In 1860, the first-ever international professional convention of chemists, the Karlsruhe Congress, was held in the city.[11]

Much of the central area, including the palace, was reduced to rubble by Allied bombing during World War II, but was rebuilt after the war. Located in the American zone of the postwar Allied occupation, Karlsruhe was home to an American military base, established in 1945. In 1995, the bases closed, and their facilities were turned over to the city of Karlsruhe.[12]

Demographics

The following list shows the most significant groups of foreigners residing in the city of Karlsruhe by country.

Rank Nationality Population (31 December 2016)[13]
1  Turkey 5,672
2  Romania 5,657
3  Italy 4,472
4  Poland 3,153
5  Croatia 3,013
6  China 2,579
7  France 1,893
8  Russia 1,743
9  Spain 1,491
10  Bulgaria 1,336
10  Hungary 1,190
11  Greece 1,176
12  Bosnia 1,122
13  Syria 1,115
14  Ukraine 1,104
15  India 892

Main sights

The Stadtgarten is a recreational area near the main railway station (Hauptbahnhof) and was rebuilt for the 1967 Federal Garden Show (Bundesgartenschau). It is also the site of the Karlsruhe Zoo.

The Durlacher Turmberg has a look-out tower (hence its name). It is a former keep dating back to the 13th century.

The city has two botanical gardens: the municipal Botanischer Garten Karlsruhe, which forms part of the Palace complex, and the Botanischer Garten der Universität Karlsruhe, which is maintained by the university.

Karlsruhe Orangerie garden panorama
Panorama of the courtyard of Botanischer Garten Karlsruhe.

The Marktplatz has a stone pyramid marking the grave of the city's founder. Built in 1825, it is the emblem of Karlsruhe.

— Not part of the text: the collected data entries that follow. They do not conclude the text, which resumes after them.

#![cfg(test)]

use alloc::sync::Arc;
use core::time::Duration;
use std::sync::Mutex;

use tokio::{runtime::Runtime, time::sleep};

use super::RemotingDriver;
use crate::core::{
  ActorAddress, AssociationStateKind, ClusterSettings, InboundHandler, Node, NodeId, SerializedMessage,
  SystemMessage, TransportEnvelope, UniqueNode, WriteFuture,
};

#[derive(Default)]
struct CollectingHandler {
  user:   Mutex<Vec<(ActorAddress, SerializedMessage)>>,
  system: Mutex<Vec<SystemMessage>>,
}

impl InboundHandler for CollectingHandler {
  fn handle_user(&self, recipient: ActorAddress, payload: SerializedMessage) {
    self.user.lock().expect("lock").push((recipient, payload));
  }

  fn handle_system(&self, message: SystemMessage) {
    self.system.lock().expect("lock").push(message);
  }
}

fn find_free_port() -> u16 {
  std::net::TcpListener::bind("127.0.0.1:0").expect("bind").local_addr().expect("addr").port()
}

fn local_node(system: &str, port: u16) -> UniqueNode {
  UniqueNode::new(Node::new(system, "127.0.0.1", port), NodeId::random())
}

async fn started_driver(system: &str) -> (RemotingDriver, UniqueNode, Arc<CollectingHandler>) {
  let node = local_node(system, find_free_port());
  let handler = Arc::new(CollectingHandler::default());
  let driver = RemotingDriver::new(node.clone(), ClusterSettings::new(), handler.clone());
  driver.start().await.expect("start");
  (driver, node, handler)
}

async fn wait_for<F: Fn() -> bool>(condition: F, what: &str) {
  for _ in 0..500 {
    if condition() {
      return;
    }
    sleep(Duration::from_millis(10)).await;
  }
  panic!("timed out waiting for {what}");
}

#[test]
fn handshake_establishes_and_envelopes_flow() {
  let rt = Runtime::new().expect("runtime");
  rt.block_on(async {
    let (driver_a, _node_a, _handler_a) = started_driver("orders").await;
    let (driver_b, node_b, handler_b) = started_driver("billing").await;

    let association = driver_a.association_for(&node_b);
    let recipient = ActorAddress::new(Some(node_b.clone()), vec!["user".into(), "invoices".into()], 1);
    let ack = WriteFuture::pending();
    association
      .send(TransportEnvelope::user_with_ack(SerializedMessage::new(vec![7, 7, 7]), recipient.clone(), ack.clone()))
      .expect("send while associating buffers");

    wait_for(|| association.state_kind() == AssociationStateKind::Associated, "association").await;
    wait_for(|| ack.is_completed(), "write completion").await;
    assert_eq!(ack.try_take(), Some(Ok(())));

    wait_for(|| !handler_b.user.lock().expect("lock").is_empty(), "delivery").await;
    let delivered = handler_b.user.lock().expect("lock").remove(0);
    assert_eq!(delivered.0, recipient);
    assert_eq!(delivered.1.bytes(), &[7, 7, 7]);

    driver_a.shutdown();
    driver_b.shutdown();
  });
}

#[test]
fn offers_to_the_wrong_incarnation_tombstone_the_initiator_side() {
  let rt = Runtime::new().expect("runtime");
  rt.block_on(async {
    let (driver_a, _node_a, _handler_a) = started_driver("orders").await;
    let (driver_b, node_b, _handler_b) = started_driver("billing").await;

    // Target B's endpoint under a nid B never had; B replies wrong target.
    let stale = UniqueNode::new(node_b.node().clone(), NodeId::new(node_b.nid().value().wrapping_add(1)));
    let association = driver_a.association_for(&stale);
    wait_for(|| association.state_kind() == AssociationStateKind::Tombstone, "rejection").await;
    assert!(driver_a.shell().with_read(|shell| shell.is_tombstoned(&stale)));

    driver_a.shutdown();
    driver_b.shutdown();
  });
}
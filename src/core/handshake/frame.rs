//! Binary representation of handshake frames.

use alloc::{string::String, vec::Vec};

use super::{kind::HandshakeKind, reject_reason::RejectReason};
use crate::core::{
  unique_node::UniqueNode,
  wire_error::WireError,
  wire_format::{read_u8, write_u8},
};

/// Control frame exchanged while establishing an association.
#[derive(Clone, Debug, PartialEq, Eq)]
pub enum HandshakeFrame {
  /// Sent by the initiator to open an association.
  Offer {
    /// The initiating node.
    origin: UniqueNode,
    /// The node the initiator believes it is talking to.
    target: UniqueNode,
  },
  /// Sent by the acceptor when the offer is accepted.
  Accept {
    /// The accepting node.
    origin: UniqueNode,
  },
  /// Sent by the acceptor when the offer is rejected.
  Reject {
    /// Machine-readable reason.
    reason:  RejectReason,
    /// Human-readable detail.
    message: String,
  },
}

impl HandshakeFrame {
  /// Returns `true` when the tag byte denotes a handshake frame.
  #[must_use]
  pub const fn is_handshake_tag(tag: u8) -> bool {
    HandshakeKind::from_wire(tag).is_some()
  }

  /// Returns the frame kind.
  #[must_use]
  pub const fn kind(&self) -> HandshakeKind {
    match self {
      | Self::Offer { .. } => HandshakeKind::Offer,
      | Self::Accept { .. } => HandshakeKind::Accept,
      | Self::Reject { .. } => HandshakeKind::Reject,
    }
  }

  /// Encodes the frame into a transport payload.
  #[must_use]
  pub fn encode(&self) -> Vec<u8> {
    let mut buffer = Vec::new();
    write_u8(&mut buffer, self.kind().to_wire());
    match self {
      | Self::Offer { origin, target } => {
        origin.encode_into(&mut buffer);
        target.encode_into(&mut buffer);
      },
      | Self::Accept { origin } => {
        origin.encode_into(&mut buffer);
      },
      | Self::Reject { reason, message } => {
        write_u8(&mut buffer, reason.to_wire());
        buffer.extend_from_slice(message.as_bytes());
      },
    }
    buffer
  }

  /// Decodes a handshake frame from a complete transport payload.
  ///
  /// # Errors
  ///
  /// Returns [`WireError`] when the payload is malformed.
  pub fn decode(bytes: &[u8]) -> Result<Self, WireError> {
    let mut cursor = 0;
    let tag = read_u8(bytes, &mut cursor)?;
    let Some(kind) = HandshakeKind::from_wire(tag) else {
      return Err(WireError::UnknownFrameTag(tag));
    };
    match kind {
      | HandshakeKind::Offer => {
        let origin = UniqueNode::decode(bytes, &mut cursor)?;
        let target = UniqueNode::decode(bytes, &mut cursor)?;
        Ok(Self::Offer { origin, target })
      },
      | HandshakeKind::Accept => {
        let origin = UniqueNode::decode(bytes, &mut cursor)?;
        Ok(Self::Accept { origin })
      },
      | HandshakeKind::Reject => {
        let code = read_u8(bytes, &mut cursor)?;
        let Some(reason) = RejectReason::from_wire(code) else {
          return Err(WireError::UnknownRejectReason(code));
        };
        let message = String::from_utf8(bytes[cursor..].to_vec())?;
        Ok(Self::Reject { reason, message })
      },
    }
  }
}
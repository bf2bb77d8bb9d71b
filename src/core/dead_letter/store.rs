//! Bounded in-memory dead letter store.

use alloc::vec::Vec;
use core::sync::atomic::Ordering;

use portable_atomic::AtomicU64;
use spin::Mutex;

use super::{entry::DeadLetterEntry, DeadLetterSink};

const DEFAULT_CAPACITY: usize = 256;

/// Collects undeliverable messages, keeping the most recent `capacity`
/// entries and counting every offer.
pub struct DeadLetters {
  entries:  Mutex<Vec<DeadLetterEntry>>,
  capacity: usize,
  total:    AtomicU64,
}

impl DeadLetters {
  /// Creates a store with the provided buffer capacity.
  #[must_use]
  pub const fn new(capacity: usize) -> Self {
    Self { entries: Mutex::new(Vec::new()), capacity, total: AtomicU64::new(0) }
  }

  /// Creates a store with the default capacity.
  #[must_use]
  pub const fn with_default_capacity() -> Self {
    Self::new(DEFAULT_CAPACITY)
  }

  /// Returns a snapshot of the retained entries, oldest first.
  #[must_use]
  pub fn entries(&self) -> Vec<DeadLetterEntry> {
    self.entries.lock().clone()
  }

  /// Returns the total number of entries ever offered.
  #[must_use]
  pub fn total(&self) -> u64 {
    self.total.load(Ordering::Relaxed)
  }
}

impl Default for DeadLetters {
  fn default() -> Self {
    Self::with_default_capacity()
  }
}

impl DeadLetterSink for DeadLetters {
  fn offer(&self, entry: DeadLetterEntry) {
    self.total.fetch_add(1, Ordering::Relaxed);
    let mut entries = self.entries.lock();
    entries.push(entry);
    if entries.len() > self.capacity {
      let overflow = entries.len() - self.capacity;
      entries.drain(0..overflow);
    }
  }
}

The city is nicknamed the "fan city" (die Fächerstadt) because of its design layout, with straight streets radiating fan-like from the Palace.

The Karlsruhe Palace (Schloss) is an interesting piece of architecture; the adjacent Schlossgarten includes the Botanical Garden with a palm, cactus and orchid house, and walking paths through the woods to the north.

The so-called Kleine Kirche (Little Church), built between 1773 and 1776, is the oldest church of Karlsruhe's city centre.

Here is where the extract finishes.